Cairo is a 2D graphics library with support for multiple output devices. Currently supported output targets include the X Window System, Win32, image buffers, PostScript, PDF, and SVG file output. Experimental backends include OpenGL (through glitz), Quartz, and XCB.

It supports a lot of formats, which is awesome, and the OpenGL support seems to imply some hardware acceleration. There is a page for Cairo off of the Mozilla Wiki which is proposed for deletion. The wikipedia page for Cairo is pretty informative and seems to imply that Cairo will render the UI for Firefox 3 which I think would mean that anyone building on top of the Mozilla platform could take advantage of the features in Cairo to create custom chrome ala Apollo.

I realize I’m a little out of my element here and the fact that Cairo seems like a long established project makes me wonder why I haven’t heard of it before. Am I losing my touch (if I ever had any)? Has anyone done anything with Cairo? It seems like it has a lot of promise.

[tags]Mozilla, Cairo[/tags]

Related posts:

  1. Flash and SVG
  2. Offline Cache Support Added to the Firefox Code
  3. Apollo Makes Firefox 3′s Offline Feature Irrelevant
  4. Candid Talk about XULRunner
  • http://blogs.katapultmedia.com/jb2 John C. Bland II

    Burning the oil tonight, huh? :-) Me too.

    Anyways, Cairo has been talked about a bit over the last couple months. From what I gathered, Cairo is akin to Apollo but still a full-fledge browser (Firefox). It will basically allow us (web developers) to take advantage of desktop functionality with native web technologies.

    The main thing, if my memory serves correct, was offline storage of data for dynamic sites. Nothing I would have to do to my code but Cairo would handle it automagically for me.

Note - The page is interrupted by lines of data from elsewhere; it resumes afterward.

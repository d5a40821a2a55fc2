//! Relay hub: accepts WebSocket connections, binds each to a participant,
//! and rebroadcasts position updates to every other identified peer.

mod connection;

#[cfg(test)]
mod tests;

use std::net::SocketAddr;
use std::time::Duration;

use earshot_common::{ConnectionId, RelayError};
use tokio::net::TcpListener;
use tokio::sync::mpsc::error::TrySendError;
use tokio::task::{JoinHandle, JoinSet};
use tokio_util::sync::CancellationToken;
use tracing::{debug, error, info, warn};

use crate::protocol::HubMessage;
use crate::registry::{FrameSender, PeerRegistry};

use self::connection::handle_connection;

/// Upper bound on the WebSocket upgrade of a freshly accepted socket.
const HANDSHAKE_TIMEOUT: Duration = Duration::from_secs(10);

// ---------------------------------------------------------------------------
// Configuration
// ---------------------------------------------------------------------------

#[derive(Debug, Clone)]
pub struct HubConfig {
    /// Address to listen on, e.g. `0.0.0.0:8970`.
    pub bind_address: String,
    /// Period of the `Ping` sweep.
    pub ping_interval: Duration,
    /// Per-connection outbound queue depth. Frames for a full queue are dropped.
    pub outbound_queue: usize,
}

impl Default for HubConfig {
    fn default() -> Self {
        Self {
            bind_address: "0.0.0.0:8970".into(),
            ping_interval: Duration::from_secs(15),
            outbound_queue: 256,
        }
    }
}

// ---------------------------------------------------------------------------
// Hub
// ---------------------------------------------------------------------------

/// A running hub. Dropping it leaves the background tasks running; call
/// [`RelayHub::shutdown`] to stop them.
pub struct RelayHub {
    local_addr: SocketAddr,
    registry: PeerRegistry,
    shutdown: CancellationToken,
    accept_task: JoinHandle<()>,
    ping_task: JoinHandle<()>,
}

impl RelayHub {
    /// Bind the listener and start the accept and ping loops.
    pub async fn start(config: HubConfig) -> Result<Self, RelayError> {
        let listener = TcpListener::bind(&config.bind_address)
            .await
            .map_err(|e| RelayError::Bind(format!("{}: {e}", config.bind_address)))?;
        let local_addr = listener
            .local_addr()
            .map_err(|e| RelayError::Bind(e.to_string()))?;

        info!(addr = %local_addr, "Relay hub listening");

        let registry = PeerRegistry::new();
        let shutdown = CancellationToken::new();

        let accept_task = tokio::spawn(accept_loop(
            listener,
            registry.clone(),
            shutdown.clone(),
            config.outbound_queue,
        ));
        let ping_task = tokio::spawn(ping_loop(
            registry.clone(),
            config.ping_interval,
            shutdown.clone(),
        ));

        Ok(Self {
            local_addr,
            registry,
            shutdown,
            accept_task,
            ping_task,
        })
    }

    pub fn local_addr(&self) -> SocketAddr {
        self.local_addr
    }

    pub fn registry(&self) -> &PeerRegistry {
        &self.registry
    }

    /// Stop accepting, close every connection, and wait for all tasks.
    ///
    /// Departures caused by the shutdown itself are not broadcast.
    pub async fn shutdown(self) {
        info!(addr = %self.local_addr, "Shutting down relay hub");
        self.shutdown.cancel();
        if let Err(e) = self.ping_task.await {
            error!(error = %e, "Ping task failed");
        }
        if let Err(e) = self.accept_task.await {
            error!(error = %e, "Accept task failed");
        }
        info!("Relay hub stopped");
    }
}

// ---------------------------------------------------------------------------
// Accept loop
// ---------------------------------------------------------------------------

async fn accept_loop(
    listener: TcpListener,
    registry: PeerRegistry,
    shutdown: CancellationToken,
    outbound_queue: usize,
) {
    let mut connections = JoinSet::new();

    loop {
        tokio::select! {
            _ = shutdown.cancelled() => break,

            accepted = listener.accept() => match accepted {
                Ok((stream, addr)) => {
                    let registry = registry.clone();
                    let shutdown = shutdown.clone();
                    connections.spawn(async move {
                        let handshake = tokio::time::timeout(
                            HANDSHAKE_TIMEOUT,
                            tokio_tungstenite::accept_async(stream),
                        );
                        let ws = tokio::select! {
                            _ = shutdown.cancelled() => return,
                            result = handshake => result,
                        };
                        match ws {
                            Ok(Ok(ws)) => {
                                handle_connection(ws, addr, registry, shutdown, outbound_queue).await
                            }
                            Ok(Err(e)) => {
                                warn!(peer = %addr, error = %e, "WS handshake failed");
                            }
                            Err(_) => {
                                warn!(peer = %addr, "WS handshake timed out");
                            }
                        }
                    });
                }
                Err(e) => {
                    warn!(error = %e, "TCP accept error");
                }
            },

            Some(finished) = connections.join_next(), if !connections.is_empty() => {
                if let Err(e) = finished {
                    error!(error = %e, "Connection task failed");
                }
            }
        }
    }

    drop(listener);
    debug!(open = connections.len(), "Waiting for connections to close");
    while let Some(finished) = connections.join_next().await {
        if let Err(e) = finished {
            error!(error = %e, "Connection task failed");
        }
    }
}

// ---------------------------------------------------------------------------
// Liveness
// ---------------------------------------------------------------------------

/// Ping every connection once per `period`. Silence is only logged;
/// disconnection stays transport-driven.
async fn ping_loop(registry: PeerRegistry, period: Duration, shutdown: CancellationToken) {
    let mut interval = tokio::time::interval_at(tokio::time::Instant::now() + period, period);
    interval.set_missed_tick_behavior(tokio::time::MissedTickBehavior::Delay);

    loop {
        tokio::select! {
            _ = shutdown.cancelled() => break,
            _ = interval.tick() => {}
        }

        let targets = registry.all_senders().await;
        let delivered = deliver(&targets, &HubMessage::Ping.encode());
        debug!(connections = targets.len(), delivered, "Ping sweep");

        for (addr, participant) in registry.silent_peers(period * 2).await {
            match participant {
                Some(participant) => {
                    warn!(peer = %addr, participant = %participant, "No pong in the last two ping intervals");
                }
                None => {
                    warn!(peer = %addr, "Unidentified connection has not answered pings");
                }
            }
        }
    }
}

// ---------------------------------------------------------------------------
// Fan-out
// ---------------------------------------------------------------------------

/// Queue `frame` on every target without waiting. A full queue drops the
/// frame for that peer only. Returns how many queues accepted it.
pub(crate) fn deliver(targets: &[(ConnectionId, FrameSender)], frame: &[u8]) -> usize {
    let mut delivered = 0;
    for (conn, tx) in targets {
        match tx.try_send(frame.to_vec()) {
            Ok(()) => delivered += 1,
            Err(TrySendError::Full(_)) => {
                warn!(conn = %conn.short(), "Outbound queue full, dropping frame");
            }
            Err(TrySendError::Closed(_)) => {
                debug!(conn = %conn.short(), "Outbound queue closed");
            }
        }
    }
    delivered
}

    Yes, very interesting. I’d like to see more on it though.

    BTW, keep up the good open-minded work on RIA’s. It def’ is good to be a geek now-a-days. ;-)

  • Jeremy

    Mozilla is actually using Cairo as their new graphic composition engine. Cairo is going to allow them to have smoother font rendering, better image scaling (and page scaling), improved svg support and the ability to support more of the CSS3 specs, e.g., shadows on text, block elements, etc….

    In addition to Cairo, Mozilla has been working on offline storage for RIAs. So when you combine everything its like Apollo, but Apollo is kind of like a browser with extra features.

  • http://blog.digitalbackcountry.com Ryan Stewart

    Cool, so it sounds like it’s less about the user interface and more about the actual rendering engine. Thanks guys! John, get some sleep :)

  • http://rickosborne.org/ Rick O

    The way I understood it, Cairo was just the graphics package that did all of the heavy lifting. AFAIK, it’s not really intended for direct userspace or even developerspace interaction, it’s just supposed to make everything graphical in Firefox work faster and easier. The FF crew started looking into it with the birth of the <canvas> tag, so that they wouldn’t have to write all of the graphic primitive handling operations. IIRC, in doing the integration they found out that it was well-suited as a general purpose rendering layer, and it sort of expanded outwards from there.

  • http://blogs.katapultmedia.com/jb2 John C. Bland II

    lol. Sleep was good. :-)

    I know what I was thinking about…Firefox 3. That’s where I’ve been hearing all that buzz (must have mixed it up somehow).

  • http://weblogs.macromedia.com/jd John Dowdell

    Cairo: Cross-environment graphics library. Used in many of the SVG runtimes the past few years.s

    Firefox: Document browser which can visit any site in the world.

    Apollo: Cross-environment application runtime, bringing specific HTML/SWF webpages out of the browser and onto the desktop as applications.

    (Mitchell’s phrasing in that article was interesting, if you read between the lines, but her Sunday night post on standalone XULRunner may have been more decisive.)

    jd/adobe

  • http://blog.digitalbackcountry.com Ryan Stewart

    Which one was her Sunday night post? I think I have it starred in Google Reader, but I’ll have to go back and check.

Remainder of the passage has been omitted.